The City also points to California and federal law allowing tenants who are displaced by eminent domain to receive payments based on their higher housing costs following displacement to justify both the type and duration of its newly added payouts. California law, for example, requires that tenants displaced due to eminent domain receive 42 months of rent subsidies not to exceed $5,250 total. (Gov. Code, § 7264, subd. (b).) We view these eminent domain laws as inapposite. In eminent domain, governments draw on public funds to pay just compensation for property they take to ensure that particular private parties do not have to shoulder what should be public burdens. (Armstrong v. United States (1960) 364 U.S. 40, 49.) Unlike eminent domain, the City's ordinances place the burden of paying rent subsidies to displaced tenants, to advance the City's public policy objective, on the shoulders of certain private parties who do not draw on public funds to pay the subsidies. Our prohibitive price analysis reflects this distinction. A property owner's lawful decision to withdraw from the rental market may not be frustrated by burdensome monetary exactions from the owners to fund the City's policy goals.

The City also argues that a decision which results in some mitigation payments being approved (e.g., the relocation assistance in Pieri) but not others (e.g., the rental subsidies at issue here) effectively writes into the Ellis Act a new restriction in violation of the “cardinal rule of statutory construction that courts must not add provisions to statutes.” The principle of statutory construction cited by the City is codified in section 1858 of the Code of Civil Procedure, which provides that a court must not “insert what has been omitted” from a statute. (Code Civ. Proc., § 1858.) That same provision begins, “In the construction of a statute ․ , the office of the Judge is simply to ascertain and declare what is in terms or in substance contained therein.” (Ibid.) “[I]t is the duty of the courts within the framework of the statutes, to interpret them so as to make them workable and reasonable.” (Golden v. City of Oakland (1975) 49 Cal.App.3d 284, 288.) We disagree with the City's contention that our analysis will add new restrictions to the Ellis Act; our decision does not go beyond interpreting the savings clause the Legislature included in the statute.

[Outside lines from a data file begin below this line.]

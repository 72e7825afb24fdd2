use std::collections::HashSet;
use std::sync::Arc;

use eframe::egui::{Align2, Color32, FontId, Pos2, Rect, Sense, Stroke, Ui, pos2, vec2};
use fuzzy_matcher::FuzzyMatcher;
use fuzzy_matcher::skim::SkimMatcherV2;

use crate::graph::{NODE_RADIUS, VisualNode};

use super::super::highlight::build_highlight_state;
use super::super::render_utils::{
    blend_color, circle_visible, dim_color, draw_arrow_head, draw_background, draw_canvas_frame,
    edge_visible,
};
use super::super::{SearchMatchCache, ViewModel};

const EDGE_LABEL_MIN_SCALE: f32 = 1.3;

pub(in crate::app) fn fuzzy_match_score(
    matcher: &SkimMatcherV2,
    node: &VisualNode,
    query: &str,
) -> Option<i64> {
    [
        Some(node.display_name.as_str()),
        node.entity.property("name"),
        Some(node.id()),
    ]
    .into_iter()
    .flatten()
    .filter_map(|text| matcher.fuzzy_match(text, query))
    .max()
}

impl ViewModel {
    fn cached_search_matches(&mut self) -> Option<Arc<HashSet<usize>>> {
        let query = self.search.trim();
        if query.is_empty() {
            return None;
        }

        let revision = self.engine.scene_revision();
        if let Some(cached) = &self.search_match_cache
            && cached.scene_revision == revision
            && cached.query == query
        {
            return Some(Arc::clone(&cached.matches));
        }

        let matcher = SkimMatcherV2::default().ignore_case();
        let matches = self
            .engine
            .scene()
            .nodes()
            .iter()
            .enumerate()
            .filter(|(_, node)| fuzzy_match_score(&matcher, node, query).is_some())
            .map(|(index, _)| index)
            .collect::<HashSet<_>>();
        let matches = Arc::new(matches);

        self.search_match_cache = Some(SearchMatchCache {
            query: query.to_owned(),
            scene_revision: revision,
            matches: Arc::clone(&matches),
        });

        Some(matches)
    }

    pub(in crate::app) fn draw_graph(&mut self, ui: &mut Ui) {
        let (rect, response) = ui.allocate_exact_size(ui.available_size(), Sense::click_and_drag());
        let painter = ui.painter_at(rect);

        self.handle_graph_zoom(ui, rect, &response);
        self.handle_graph_pan(&response);

        let Some(transform) = self.canvas_transform(rect) else {
            self.engine.teardown();
            return;
        };

        let canvas = self.engine.canvas();
        let canvas_frame = Rect::from_two_pos(
            transform.canvas_to_screen(Pos2::ZERO),
            transform.canvas_to_screen(pos2(canvas.width, canvas.height)),
        );
        draw_background(&painter, rect, canvas_frame.min, transform.scale());
        draw_canvas_frame(&painter, canvas_frame);

        self.handle_node_drag(ui, rect, &response, &transform);

        if self.engine.scene().is_empty() {
            self.update_hover_cursor(ui, false);
            painter.text(
                rect.center() - vec2(0.0, 12.0),
                Align2::CENTER_CENTER,
                "The knowledge graph is empty",
                FontId::proportional(18.0),
                Color32::from_gray(220),
            );
            painter.text(
                rect.center() + vec2(0.0, 14.0),
                Align2::CENTER_CENTER,
                "Use \"Seed sample data\" to load a demo knowledge base.",
                FontId::proportional(13.0),
                Color32::from_gray(150),
            );
            return;
        }

        let search_matches = self.cached_search_matches();
        let scene = self.engine.scene();
        let scale = transform.scale();
        let radius = NODE_RADIUS * scale;

        let screen_positions = scene
            .nodes()
            .iter()
            .map(|node| transform.canvas_to_screen(node.position))
            .collect::<Vec<_>>();

        let hovered = ui
            .input(|input| input.pointer.hover_pos())
            .filter(|pointer| rect.contains(*pointer))
            .and_then(|pointer| scene.node_at(transform.screen_to_canvas(pointer), NODE_RADIUS))
            .and_then(|node| scene.index_of(node.id()));
        let dragged = self
            .engine
            .interaction()
            .dragged_id()
            .and_then(|id| scene.index_of(id));

        let highlight = self
            .engine
            .interaction()
            .selected_id()
            .and_then(|id| build_highlight_state(scene, id));
        let search_active = search_matches
            .as_ref()
            .is_some_and(|matches| !matches.is_empty());

        let zoom_sqrt = scale.sqrt();
        let show_edge_labels = scale >= EDGE_LABEL_MIN_SCALE;
        for edge in scene.edges() {
            let start = screen_positions[edge.source];
            let end = screen_positions[edge.target];
            if !edge_visible(rect, start, end, 2.5) {
                continue;
            }

            let is_related = highlight
                .as_ref()
                .is_some_and(|state| state.is_related_edge(edge.source, edge.target));
            let (line_width, line_color) = if is_related {
                (
                    (2.4 * zoom_sqrt).clamp(1.2, 4.4),
                    Color32::from_rgb(241, 146, 94),
                )
            } else if highlight.is_some() {
                (
                    (0.9 * zoom_sqrt).clamp(0.5, 2.0),
                    Color32::from_rgba_unmultiplied(80, 90, 104, 130),
                )
            } else {
                (
                    (1.2 * zoom_sqrt).clamp(0.6, 3.0),
                    Color32::from_rgba_unmultiplied(128, 138, 150, 190),
                )
            };

            painter.line_segment([start, end], Stroke::new(line_width, line_color));
            draw_arrow_head(
                &painter,
                start,
                end,
                radius + 1.0,
                (7.0 * zoom_sqrt).clamp(4.0, 12.0),
                line_color,
            );

            if show_edge_labels || is_related {
                painter.text(
                    start + (end - start) * 0.5,
                    Align2::CENTER_BOTTOM,
                    edge.relationship.rel_type.as_str(),
                    FontId::proportional(10.5),
                    Color32::from_gray(if is_related { 230 } else { 165 }),
                );
            }
        }

        let selected_color = Color32::from_rgb(245, 206, 93);
        let mut selection_animating = false;

        for (index, node) in scene.nodes().iter().enumerate() {
            let position = screen_positions[index];
            if !circle_visible(rect, position, radius + 40.0) {
                continue;
            }

            let is_selected = highlight.as_ref().is_some_and(|state| state.selected == index);
            let is_hovered = hovered == Some(index) || dragged == Some(index);
            let is_related = highlight
                .as_ref()
                .is_some_and(|state| state.related_nodes.contains(&index));
            let is_search_match = search_matches
                .as_ref()
                .is_some_and(|matches| matches.contains(&index));

            let base_color = node.kind.fill();
            let unselected_color = if is_hovered {
                blend_color(base_color, Color32::WHITE, 0.35)
            } else if is_related {
                blend_color(base_color, Color32::from_rgb(246, 137, 92), 0.45)
            } else if is_search_match {
                blend_color(base_color, Color32::from_rgb(103, 196, 255), 0.55)
            } else if highlight.is_some() {
                dim_color(base_color, 0.52)
            } else if search_active {
                dim_color(base_color, 0.38)
            } else {
                base_color
            };

            let selection_mix = ui.ctx().animate_bool(
                ui.make_persistent_id(("node-selection", node.id())),
                is_selected,
            );
            if selection_mix > 0.0 && selection_mix < 1.0 {
                selection_animating = true;
            }
            let color = blend_color(unselected_color, selected_color, selection_mix * 0.4);

            painter.circle_filled(position, radius, color);
            if selection_mix > 0.0 {
                let halo_alpha = (60.0 + selection_mix * 140.0) as u8;
                painter.circle_stroke(
                    position,
                    radius + 4.0 + ((1.0 - selection_mix) * 6.0),
                    Stroke::new(
                        1.0 + selection_mix,
                        Color32::from_rgba_unmultiplied(245, 206, 93, halo_alpha),
                    ),
                );
            }

            let stroke_width = if is_search_match { 1.6 } else { 1.0 } + (selection_mix * 1.2);
            painter.circle_stroke(
                position,
                radius,
                Stroke::new(
                    stroke_width,
                    Color32::from_rgba_unmultiplied(15, 15, 15, 190),
                ),
            );

            if self.engine.positions().is_pinned(node.id()) {
                painter.circle_filled(
                    position + vec2(radius * 0.7, -radius * 0.7),
                    (radius * 0.18).clamp(2.0, 4.0),
                    Color32::from_gray(235),
                );
            }

            painter.text(
                position + vec2(0.0, radius + 4.0),
                Align2::CENTER_TOP,
                node.display_name.as_str(),
                FontId::proportional((11.0 * zoom_sqrt).clamp(9.0, 16.0)),
                Color32::from_gray(if highlight.is_some() && !is_selected && !is_related {
                    150
                } else {
                    236
                }),
            );
        }

        if let Some(index) = hovered {
            let node = &scene.nodes()[index];
            painter.text(
                rect.left_top() + vec2(10.0, 10.0),
                Align2::LEFT_TOP,
                format!("{}  |  {}  |  {}", node.display_name, node.entity.label, node.id()),
                FontId::proportional(13.0),
                Color32::from_gray(240),
            );
        }

        if selection_animating || self.engine.interaction().is_dragging() {
            ui.ctx().request_repaint();
        }
        self.update_hover_cursor(ui, hovered.is_some());
    }
}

Finally, we need not address the City's concern that its ordinance cannot be preempted on a facial challenge given the range of potential mitigation payments possible. The City complains that the Coyne plaintiffs “have never attempted to show that all or most landlords will be unable to exercise their Ellis Act rights if the [a]mended [o]rdinance is upheld.” Citing Tobe v. City of Santa Ana (1995) 9 Cal.4th 1069, the City recognizes that “[a] facial challenge to the constitutional validity of a statute or ordinance considers only the text of the measure itself, not its application to the particular circumstances of an individual.” (Id. at p. 1084.) Our decision invalidating the City's enhanced relocation payment requirements of these ordinances does not apply the City's ordinances to any plaintiff or other individual and depends not at all on whether a landlord owes an evicted tenant one dollar over the $4,500 per-person-maximum-relocation payment currently due an evictee under Ordinance 21-05 (before adjusting for inflation). It does not consider whether a landlord must pay the $50,000 maximum Ordinance 68-15 allows. Rather, we conclude the City's enhanced relocation payment regulations are on their face preempted as categorical infringements which impose a prohibitive price on a landlord's right to exercise his rights to go out of the residential rental business. Because there is no set of circumstances under which we view this type of payout obligation as valid, we make no conclusions about their application or what particular relocation payment threshold imposes a prohibitive price.

D. The City's Additional Procedural Requirements May Also Impose a Prohibitive Price on Landlords Withdrawing from the Residential Rental Business

The Coyne plaintiffs also challenge new procedural requirements in the City's ordinances. They contend the declaration process, the fee calculation process, the hardship adjustment petition procedure, and the three-year monitoring period in the ordinances are themselves facially preempted. And the Coyne plaintiffs dispute the City's contention that by creating procedures to mitigate the potential financial hardship of the challenged ordinances, the City avoids preemption.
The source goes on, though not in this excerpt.